Recursos trocados entre a Odebrecht e a Itaipava pagaram propina

Embora produza cerveja e outras bebidas, o Grupo Petrópolis atuou para a Odebrecht como operadora financeira, valendo-se de um esquema similar ao dólarcabo para lavar dinheiro e pagar propina a políticos. O dólar-cabo permite troca de recursos entre dois parceiros, no Brasil e no exterior, como se fosse um banco paralelo de compensações, sem a necessidade de movimentar o dinheiro de fato. Funciona na base da confiança.

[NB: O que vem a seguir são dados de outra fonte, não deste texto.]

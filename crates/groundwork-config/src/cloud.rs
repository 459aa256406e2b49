//! Collaborator interface for the one live cloud lookup the configuration
//! engine performs: listing the availability zones of a region.
//!
//! Provisioning itself never goes through this crate; a [`ZoneProvider`] is
//! handed in by the caller and queried exactly once per document
//! construction. Lookup failures are propagated untouched, with no retry or
//! backoff, and callers wrap the lookup with their own timeout policy if they
//! need one.

use snafu::Snafu;

/// Sentinel region marking a document as an unfilled template.
///
/// Recognized by exact match. Documents using it skip the availability-zone
/// cross-check entirely, so templates validate without cloud access.
pub const TEMPLATE_REGION: &str = "__FILL__";

#[derive(Debug, Snafu)]
pub enum Error {
    #[snafu(display("availability zone lookup failed for region {region:?}: {message}"))]
    ZoneLookup { region: String, message: String },
}

/// Returns the availability zones of a region.
pub trait ZoneProvider {
    /// The ordered list of zone names available in `region`.
    fn availability_zones(&self, region: &str) -> Result<Vec<String>, Error>;
}

/// A [`ZoneProvider`] backed by a fixed list, independent of the region.
///
/// Useful for offline validation runs and tests.
#[derive(Clone, Debug, Default)]
pub struct FixedZones(Vec<String>);

impl FixedZones {
    pub fn new<I, S>(zones: I) -> Self
    where
        I: IntoIterator<Item = S>,
        S: Into<String>,
    {
        Self(zones.into_iter().map(Into::into).collect())
    }
}

impl ZoneProvider for FixedZones {
    fn availability_zones(&self, _region: &str) -> Result<Vec<String>, Error> {
        Ok(self.0.clone())
    }
}
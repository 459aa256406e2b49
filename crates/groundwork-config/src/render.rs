//! Canonical YAML rendering.
//!
//! The renderer is a pure function from a validated document to annotated
//! YAML text. Field order follows the declared schema, not the serialized
//! mapping, so output is deterministic. Hidden fields are omitted while they
//! hold an empty or default value; null values are never emitted, which
//! makes the output re-loadable into an equal document. Scalar quoting is
//! delegated to `serde_yaml`, so strings like `"1.27"` survive the round
//! trip as strings.

use serde_yaml::{Mapping, Value};
use snafu::{ResultExt, Snafu};

use crate::{
    document::{ConfigDocument, DOCUMENT_SCHEMA},
    schema::{FieldKind, RecordSchema},
};

type Result<T, E = Error> = std::result::Result<T, E>;

#[derive(Debug, Snafu)]
pub enum Error {
    #[snafu(display("failed to serialize configuration document"))]
    Serialize { source: serde_yaml::Error },
}

/// Renders a document to canonical YAML. With comments enabled, each
/// section's documentation string precedes its key at the matching indent,
/// and the node group base description precedes the managed node group map.
pub fn render(document: &ConfigDocument, disable_comments: bool) -> Result<String> {
    let value = serde_yaml::to_value(document).context(SerializeSnafu)?;

    let mut emitter = Emitter {
        out: String::from("---\n"),
        comments: !disable_comments,
    };
    if let Value::Mapping(root) = &value {
        emitter.record(&DOCUMENT_SCHEMA, root, 0)?;
    }
    Ok(emitter.out)
}

struct Emitter {
    out: String,
    comments: bool,
}

impl Emitter {
    fn record(&mut self, schema: &RecordSchema, raw: &Mapping, indent: usize) -> Result<()> {
        for spec in schema.all_fields() {
            let Some(value) = raw.get(&Value::from(spec.name)) else {
                continue;
            };
            if value.is_null() {
                continue;
            }
            if spec.hidden && !truthy(value) {
                continue;
            }

            if self.comments {
                if let Some(comment) = spec.comment {
                    self.comment(comment, indent);
                }
                if let FieldKind::Record(sub) = spec.kind {
                    if !sub.doc.is_empty() {
                        self.comment(sub.doc, indent);
                    }
                }
            }
            self.field(spec.name, spec.kind, value, indent)?;
        }
        Ok(())
    }

    fn field(&mut self, name: &str, kind: FieldKind, value: &Value, indent: usize) -> Result<()> {
        let pad = " ".repeat(indent);
        match (kind, value) {
            (FieldKind::Record(sub), Value::Mapping(entry)) => {
                self.out.push_str(&format!("{pad}{name}:\n"));
                self.record(sub, entry, indent + 2)?;
            }
            (FieldKind::RecordMap(sub), Value::Mapping(entries)) => {
                if entries.is_empty() {
                    self.out.push_str(&format!("{pad}{name}: {{}}\n"));
                    return Ok(());
                }
                self.out.push_str(&format!("{pad}{name}:\n"));
                for (key, entry) in entries {
                    let key = scalar(key)?;
                    self.out.push_str(&format!("{pad}  {key}:\n"));
                    if let Value::Mapping(entry) = entry {
                        self.record(sub, entry, indent + 4)?;
                    }
                }
            }
            (FieldKind::RecordSeq(sub), Value::Sequence(entries)) => {
                if entries.is_empty() {
                    self.out.push_str(&format!("{pad}{name}: []\n"));
                    return Ok(());
                }
                self.out.push_str(&format!("{pad}{name}:\n"));
                for entry in entries {
                    let Value::Mapping(entry) = entry else {
                        continue;
                    };
                    let mut nested = Emitter {
                        out: String::new(),
                        comments: false,
                    };
                    nested.record(sub, entry, 0)?;
                    for (i, line) in nested.out.lines().enumerate() {
                        let dash = if i == 0 { "- " } else { "  " };
                        self.out.push_str(&format!("{pad}{dash}{line}\n"));
                    }
                }
            }
            (_, Value::Sequence(entries)) if entries.is_empty() => {
                self.out.push_str(&format!("{pad}{name}: []\n"));
            }
            (_, Value::Mapping(entries)) if entries.is_empty() => {
                self.out.push_str(&format!("{pad}{name}: {{}}\n"));
            }
            (_, Value::Sequence(_) | Value::Mapping(_)) => {
                self.out.push_str(&format!("{pad}{name}:\n"));
                for line in block(value)?.lines() {
                    self.out.push_str(&format!("{pad}  {line}\n"));
                }
            }
            _ => {
                let text = block(value)?;
                let mut lines = text.lines();
                let first = lines.next().unwrap_or_default();
                self.out.push_str(&format!("{pad}{name}: {first}\n"));
                // Multi-line scalars come back as a block literal whose body
                // is indented two spaces relative to the document root; the
                // key's own indent re-anchors it.
                for line in lines {
                    self.out.push_str(&format!("{pad}{line}\n"));
                }
            }
        }
        Ok(())
    }

    fn comment(&mut self, text: &str, indent: usize) {
        let pad = " ".repeat(indent);
        for line in text.lines() {
            if line.is_empty() {
                self.out.push_str(&format!("{pad}#\n"));
            } else {
                self.out.push_str(&format!("{pad}# {line}\n"));
            }
        }
    }
}

/// One scalar, quoted the way `serde_yaml` would quote it.
fn scalar(value: &Value) -> Result<String> {
    Ok(block(value)?.trim_end().to_owned())
}

fn block(value: &Value) -> Result<String> {
    serde_yaml::to_string(value).context(SerializeSnafu)
}

/// Mirrors the hide-unless-set policy: hidden fields stay out of the output
/// while they hold an empty or zero value.
fn truthy(value: &Value) -> bool {
    match value {
        Value::Null => false,
        Value::Bool(b) => *b,
        Value::Number(n) => n.as_f64().is_some_and(|n| n != 0.0),
        Value::String(s) => !s.is_empty(),
        Value::Sequence(s) => !s.is_empty(),
        Value::Mapping(m) => !m.is_empty(),
        Value::Tagged(_) => true,
    }
}

#[cfg(test)]
mod tests {
    use super::*;
    use crate::document::ConfigDocument;

    fn template_yaml(disable_comments: bool) -> String {
        render(&ConfigDocument::template(), disable_comments).unwrap()
    }

    #[test]
    fn output_starts_with_a_document_marker() {
        assert!(template_yaml(true).starts_with("---\n"));
    }

    #[test]
    fn comments_are_attached_above_section_keys() {
        let text = template_yaml(false);
        let lines: Vec<_> = text.lines().collect();
        let network = lines.iter().position(|l| *l == "network:").unwrap();
        assert!(lines[network - 1].starts_with("# "));

        // The node group base description sits right before the managed map.
        let managed = lines
            .iter()
            .position(|l| *l == "  managed_nodegroups:")
            .unwrap();
        assert!(lines[managed - 1].starts_with("  # "));
        assert!(text.contains("# Node groups scale sets of worker machines."));
    }

    #[test]
    fn disabling_comments_strips_every_comment() {
        let text = template_yaml(true);
        assert!(!text.lines().any(|line| line.trim_start().starts_with('#')));
    }

    #[test]
    fn hidden_fields_are_omitted_while_unset() {
        let text = template_yaml(true);
        assert!(!text.contains("secrets_encryption_key_arn"));
        assert!(!text.contains("registry_password"));

        let mut document = ConfigDocument::template();
        document.cluster.secrets_encryption_key_arn = Some("test_arn".to_owned());
        let text = render(&document, true).unwrap();
        assert!(text.contains("secrets_encryption_key_arn: test_arn"));
    }

    #[test]
    fn version_strings_stay_quoted() {
        let text = template_yaml(true);
        assert!(text.contains("version: '1.27'"));
    }

    #[test]
    fn multi_line_user_data_renders_as_a_block() {
        let mut document = ConfigDocument::template();
        let group = document
            .cluster
            .managed_nodegroups
            .get_mut("compute")
            .unwrap();
        group.base.machine_image = Some(crate::sections::MachineImage {
            ami_id: "ami-1234abcd".to_owned(),
            user_data: Some("#!/bin/sh\necho hello".to_owned()),
        });
        group.base.ssm_agent = false;

        let text = render(&document, true).unwrap();
        let value: Value = serde_yaml::from_str(&text).unwrap();
        let user_data = &value["cluster"]["managed_nodegroups"]["compute"]["machine_image"]
            ["user_data"];
        assert_eq!(user_data.as_str(), Some("#!/bin/sh\necho hello"));
    }

    #[test]
    fn rendered_tags_never_contain_the_deploy_id() {
        let mut document = ConfigDocument::template();
        document.name = "groundwork-test".to_owned();
        document
            .tags
            .insert("team".to_owned(), "platform".to_owned());

        let text = render(&document, true).unwrap();
        assert!(text.contains("team: platform"));
        assert!(!text.contains(crate::document::DEPLOY_ID_TAG));
    }
}
// fans-core - distributed FFT-accelerated voxel FEM solver kernel
// Copyright (C) 2026 the fans-core contributors

// This program is free software: you can redistribute it and/or modify
// it under the terms of the GNU Affero General Public License as
// published by the Free Software Foundation, either version 3 of the
// License, or (at your option) any later version.

// This program is distributed in the hope that it will be useful,
// but WITHOUT ANY WARRANTY; without even the implied warranty of
// MERCHANTABILITY or FITNESS FOR A PARTICULAR PURPOSE.  See the
// GNU Affero General Public License for more details.

// You should have received a copy of the GNU Affero General Public License
// along with this program.  If not, see <https://www.gnu.org/licenses/>.

//! Result output interface.
//!
//! Writing datasets to an HDF5 file is out of scope for this crate; a real
//! caller supplies an implementation of [`ResultWriter`] (backed by `hdf5`
//! or any other sink). [`crate::homogenization`]/[`crate::solver`] only ever
//! call through this trait.

use crate::error::SolverResult;

/// A sink for the named datasets [`crate::homogenization::postprocess`]
/// produces, one method per dataset family, keyed by the
/// `<ms_datasetname>_results/<results_prefix>/load<L>/time_step<T>/<quantity>`
/// path convention.
pub trait ResultWriter {
    /// A small rank-global vector already reduced across ranks (e.g.
    /// `stress_average`, `strain_average`, a `phase_*_average_phase<k>`).
    fn write_vector(&mut self, path: &str, data: &[f64]) -> SolverResult<()>;
    /// A per-iteration scalar history (`absolute_error`).
    fn write_scalar_history(&mut self, path: &str, data: &[f64]) -> SolverResult<()>;
    /// A per-rank slabbed dataset of `dims` shape (`microstructure`,
    /// `displacement`, `displacement_fluctuation`, `residual`, `strain`,
    /// `stress`).
    fn write_slab(&mut self, path: &str, data: &[f64], dims: &[usize]) -> SolverResult<()>;
    /// A flattened `n x n` row-major matrix (`homogenized_tangent`).
    fn write_matrix(&mut self, path: &str, data: &[f64], n: usize) -> SolverResult<()>;
}

/// No-op writer, for callers (and this crate's own tests) that don't need
/// persisted output.
#[derive(Debug, Default)]
pub struct NullResultWriter;

impl ResultWriter for NullResultWriter {
    fn write_vector(&mut self, _path: &str, _data: &[f64]) -> SolverResult<()> {
        Ok(())
    }

    fn write_scalar_history(&mut self, _path: &str, _data: &[f64]) -> SolverResult<()> {
        Ok(())
    }

    fn write_slab(&mut self, _path: &str, _data: &[f64], _dims: &[usize]) -> SolverResult<()> {
        Ok(())
    }

    fn write_matrix(&mut self, _path: &str, _data: &[f64], _n: usize) -> SolverResult<()> {
        Ok(())
    }
}

#[cfg(test)]
mod tests {
    use super::*;

    #[test]
    fn null_writer_always_succeeds() {
        let mut writer = NullResultWriter;
        assert!(writer.write_vector("x", &[1.0, 2.0]).is_ok());
        assert!(writer.write_scalar_history("err", &[1.0, 0.5]).is_ok());
        assert!(writer.write_slab("slab", &[1.0, 2.0], &[2, 1]).is_ok());
        assert!(writer.write_matrix("tangent", &[1.0, 0.0, 0.0, 1.0], 2).is_ok());
    }
}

Os investigadores suspeitam que, na condição de alvo recorrente de denúncias de sonegação fiscal, a cervejaria dispunha de recursos produzidos em seu caixa dois para honrar os compromissos políticos da Odebrecht no Brasil. Para isso, usava uma rede de distribuidoras que orbitava em torno da empresa. Em compensação, a Itaipava se valeria da empreiteira no exterior para pagar em moeda estrangeira os insumos necessários à produção de cerveja, do malte à lata de alumínio, longe do controle da Receita Federal e do Banco Central.

Para funcionar com a regularidade necessária, as duas empresas chegaram a ter um banco em comum. Em delação premiada, Vinícius Veiga Borin, apontado como um dos operadores do Setor de Operações Estruturadas, o departamento de propina da Odebrecht, detalhou como terceiros foram usados pela Odebrecht para adquirir o Meinl Bank Antígua, no arquipélago caribenho de Antígua e Barbuda. Um desses sócios foi Vanuê Antônio da Silva Faria, ex-membro do Conselho de Administração da Itaipava, que deixou a cervejeira após romper com o tio, Walter Faria, o dono do grupo.

Durante a 26ª fase da Lava-Jato, a Operação Xepa, a força-tarefa encontrou indícios de que, juntas, Odebrecht e Itaipava haviam movimentado pelo menos U$ 117 milhões para o pagamento de propina entre 2008 e 2014. Pelo menos mais três pessoas ligadas a Walter Faria estão envolvidas na operação internacional: Naede de Almeira, executivo responsável pelo esquema nas Antíguas; Maria Elena de Souza, que assinava as autorizações para a movimentação de recursos; e Arnaldo Kardek da Costa, contador do grupo.